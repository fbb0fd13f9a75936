use crate::bank::BankVersion;
use crate::cursor::ByteCursor;
use crate::error::Result;
use crate::hirc::params::BaseParam;
use crate::hirc::source::BankSource;
use crate::hirc::{read_tail, HircNode};

#[derive(Debug, Clone, PartialEq)]
pub struct Sound {
    pub source: BankSource,
    pub params: BaseParam,
    pub tail: Vec<u8>,
}

impl HircNode for Sound {
    const NAME: &'static str = "Sound";

    fn read(cur: &mut ByteCursor, version: BankVersion) -> Result<Self> {
        use binrw::BinReaderExt;
        let source = cur.read_le()?;
        let params = BaseParam::read(cur, version)?;
        Ok(Self {
            source,
            params,
            tail: read_tail(cur)?,
        })
    }

    fn write(&self, out: &mut ByteCursor, version: BankVersion) -> Result<()> {
        use binrw::BinWriterExt;
        out.write_le(&self.source)?;
        self.params.write(out, version)?;
        out.write_bytes(&self.tail)
    }
}
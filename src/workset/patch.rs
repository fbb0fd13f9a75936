use std::path::{Path, PathBuf};

use indexmap::IndexSet;
use log::{debug, info};

use crate::audio::Owner;
use crate::error::Result;
use crate::store::{AssetIds, AssetStore};
use crate::toc::text::StringEntry;
use crate::toc::{write_store, Archive};
use crate::workset::WorkingSet;

/// File name of a combined patch.
pub const PATCH_NAME: &str = "9ba626afa44a3aa3.patch_0";
pub const PATCH_SUFFIX: &str = ".patch_0";

/// An id from an imported patch.
#[derive(Debug, Clone, Copy, PartialEq, Eq, Hash)]
pub enum AssetRef {
    Audio(u32),
    Entry(u32),
    Stream(u64),
    TextBank(u64),
    Video(u64),
}

#[derive(Debug, Clone, Default, PartialEq, Eq)]
pub struct ImportReport {
    pub archive: String,
    pub audio: Vec<u32>,
    pub streams: Vec<u64>,
    pub entries: Vec<u32>,
    pub strings: Vec<u32>,
    pub videos: Vec<u64>,
    /// Ids the working set did not have.
    pub unresolved: Vec<AssetRef>,
    /// Name of the constituent created from unresolved data.
    pub residue: Option<String>,
}

impl ImportReport {
    pub fn applied(&self) -> usize {
        self.audio.len()
            + self.streams.len()
            + self.entries.len()
            + self.strings.len()
            + self.videos.len()
    }
}

/// `name.patch_0` for a base archive name; patch names are kept as they are.
pub fn patch_file_name(archive: &str) -> String {
    match archive.find(".patch_") {
        Some(at) => format!("{}{PATCH_SUFFIX}", &archive[..at]),
        None => format!("{archive}{PATCH_SUFFIX}"),
    }
}

impl WorkingSet {
    pub fn import_patch<P: AsRef<Path>>(&mut self, path: P) -> Result<ImportReport> {
        let patch = Archive::open(path)?;
        self.import_archive(patch)
    }

    /// Applies a decoded patch. Each incoming value is compared with the
    /// baseline (the pre-edit snapshot when edited, the live value otherwise)
    /// and applied only when it differs, so importing twice changes nothing.
    /// Data for ids this working set lacks is merged as a new constituent.
    pub fn import_archive(&mut self, patch: Archive) -> Result<ImportReport> {
        let Archive {
            name, store: patch, ..
        } = patch;
        let mut report = ImportReport {
            archive: name.clone(),
            ..ImportReport::default()
        };
        let mut residue = AssetIds::default();
        let mut handled_audio = IndexSet::new();

        for (file_id, stream) in &patch.streams {
            let Some(existing) = self.store.streams.get(file_id) else {
                report.unresolved.push(AssetRef::Stream(*file_id));
                residue.streams.insert(*file_id);
                if let Some(source) = stream.source {
                    residue.audio.insert(source);
                }
                continue;
            };
            let incoming = patch.stream_payload(stream);
            match existing.source.filter(|s| self.store.audio.contains_key(s)) {
                Some(source) => {
                    handled_audio.insert(source);
                    if self.apply_audio(source, incoming)? {
                        report.audio.push(source);
                    }
                }
                None => {
                    if existing.baseline() != incoming
                        && self.store.set_stream_data(*file_id, incoming.to_vec())?
                    {
                        report.streams.push(*file_id);
                    }
                }
            }
        }

        for (id, source) in &patch.audio {
            if handled_audio.contains(id) {
                continue;
            }
            if self.store.audio.contains_key(id) {
                if self.apply_audio(*id, &source.data)? {
                    report.audio.push(*id);
                }
                continue;
            }
            report.unresolved.push(AssetRef::Audio(*id));
            residue.audio.insert(*id);
            for owner in &source.parents {
                if let Owner::Bank(bank) = owner {
                    residue.banks.insert(*bank);
                }
            }
        }

        for (id, entry) in &patch.hierarchy {
            let Some(existing) = self.store.hierarchy.get(id) else {
                report.unresolved.push(AssetRef::Entry(*id));
                residue.banks.extend(entry.soundbanks.iter().copied());
                continue;
            };
            let baseline = match &existing.previous {
                Some(previous) => previous.clone(),
                None => existing.payload()?,
            };
            if entry.payload()? == baseline {
                continue;
            }
            if self.store.replace_entry_body(*id, entry.body.clone())? {
                report.entries.push(*id);
            }
        }

        for (file_id, bank) in &patch.text_banks {
            let Some(existing) = self.store.text_banks.get_mut(file_id) else {
                report.unresolved.push(AssetRef::TextBank(*file_id));
                residue.text_banks.insert(*file_id);
                continue;
            };
            let mut added = false;
            for (id, incoming) in &bank.strings {
                match existing.strings.get_mut(id) {
                    Some(current) => {
                        let baseline = current.previous.as_ref().unwrap_or(&current.text);
                        if *baseline != incoming.text && current.set(&incoming.text) {
                            report.strings.push(*id);
                        }
                    }
                    None => {
                        existing
                            .strings
                            .insert(*id, StringEntry::new(incoming.text.clone()));
                        report.strings.push(*id);
                        added = true;
                    }
                }
            }
            if added {
                existing.dirty += 1;
            }
        }

        for (file_id, video) in &patch.videos {
            let Some(existing) = self.store.videos.get(file_id) else {
                report.unresolved.push(AssetRef::Video(*file_id));
                residue.videos.insert(*file_id);
                continue;
            };
            if existing.data != video.payload()
                && self.store.set_video_data(*file_id, video.payload().to_vec())?
            {
                report.videos.push(*file_id);
            }
        }

        if residue.has_records() {
            let name = self.residue_name(&name);
            let store = residue_store(&patch, residue);
            debug!(
                "Residue of {} keeps {} records",
                report.archive,
                store.record_count()
            );
            self.add_archive(Archive::new(name.clone(), store))?;
            report.residue = Some(name);
        }

        info!(
            "Imported {}: {} changes applied, {} ids unresolved",
            report.archive,
            report.applied(),
            report.unresolved.len()
        );
        Ok(report)
    }

    fn apply_audio(&mut self, id: u32, incoming: &[u8]) -> Result<bool> {
        let baseline_matches = self
            .store
            .audio
            .get(&id)
            .is_some_and(|a| a.baseline() == incoming);
        if baseline_matches {
            return Ok(false);
        }
        self.store.replace_audio(id, incoming.to_vec())
    }

    fn residue_name(&self, base: &str) -> String {
        if !self.has_archive(base) {
            return base.to_string();
        }
        (1..)
            .map(|n| format!("{base}#{n}"))
            .find(|candidate| !self.has_archive(candidate))
            .unwrap_or_else(|| base.to_string())
    }

    /// Writes every modification as `9ba626afa44a3aa3.patch_0`.
    pub fn write_patch<P: AsRef<Path>>(&self, folder: P) -> Result<PathBuf> {
        let ids = self.store.patch_ids(None);
        let subset = self.store.subset(&ids);
        write_store(&subset, PATCH_NAME, folder.as_ref())
    }

    /// One `<archive>.patch_0` per archive that holds modified records.
    pub fn write_separate_patches<P: AsRef<Path>>(&self, folder: P) -> Result<Vec<PathBuf>> {
        let mut written = Vec::new();
        for (name, membership) in self.memberships() {
            let ids = self.store.patch_ids(Some(&membership.ids));
            if !ids.has_records() {
                continue;
            }
            let mut subset = self.store.subset(&ids);
            subset.header_unknown = membership.header_unknown;
            subset.header_reserved = membership.header_reserved;
            written.push(write_store(&subset, &patch_file_name(name), folder.as_ref())?);
        }
        Ok(written)
    }

    /// Writes the complete current state of one constituent archive.
    pub fn write_full_archive<P: AsRef<Path>>(&self, name: &str, folder: P) -> Result<PathBuf> {
        let membership = self.require_archive(name)?;
        let mut ids = membership.ids.clone();
        for bank_id in &membership.ids.banks {
            let Some(bank) = self.store.banks.get(bank_id) else {
                continue;
            };
            for entry_id in &bank.hierarchy {
                let Some(entry) = self.store.hierarchy.get(entry_id) else {
                    continue;
                };
                ids.hierarchy.insert(*entry_id);
                for source in entry.body.sources() {
                    if self.store.audio.contains_key(&source.source_id) {
                        ids.audio.insert(source.source_id);
                    }
                }
            }
        }
        let mut subset = self.store.subset(&ids);
        subset.header_unknown = membership.header_unknown;
        subset.header_reserved = membership.header_reserved;
        write_store(&subset, name, folder.as_ref())
    }
}

/// The part of a patch the working set could not absorb: banks holding
/// unresolved data with their dependency, entries and audio, plus unresolved
/// streams, text banks and videos. Everything in it is marked modified so it
/// is carried into the next patch.
fn residue_store(patch: &AssetStore, mut ids: AssetIds) -> AssetStore {
    for bank_id in ids.banks.clone() {
        let Some(bank) = patch.banks.get(&bank_id) else {
            continue;
        };
        if patch.dependencies.contains_key(&bank_id) {
            ids.dependencies.insert(bank_id);
        }
        for entry_id in &bank.hierarchy {
            let Some(entry) = patch.hierarchy.get(entry_id) else {
                continue;
            };
            ids.hierarchy.insert(*entry_id);
            for source in entry.body.sources() {
                if patch.audio.contains_key(&source.source_id) {
                    ids.audio.insert(source.source_id);
                }
            }
        }
    }

    let mut store = patch.subset(&ids);
    for bank in store.banks.values_mut() {
        bank.dirty += 1;
    }
    for stream in store.streams.values_mut() {
        stream.dirty += 1;
    }
    for text in store.text_banks.values_mut() {
        text.dirty += 1;
    }
    for video in store.videos.values_mut() {
        video.replacement = Some(video.data.clone());
    }
    store
}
________________
**What to produce**
Please copy every line from the entries that includes the word "PathBuf".

**Answer to this task**
use std::path::{Path, PathBuf};
    pub fn write_patch<P: AsRef<Path>>(&self, folder: P) -> Result<PathBuf> {
    pub fn write_separate_patches<P: AsRef<Path>>(&self, folder: P) -> Result<Vec<PathBuf>> {
    pub fn write_full_archive<P: AsRef<Path>>(&self, name: &str, folder: P) -> Result<PathBuf> {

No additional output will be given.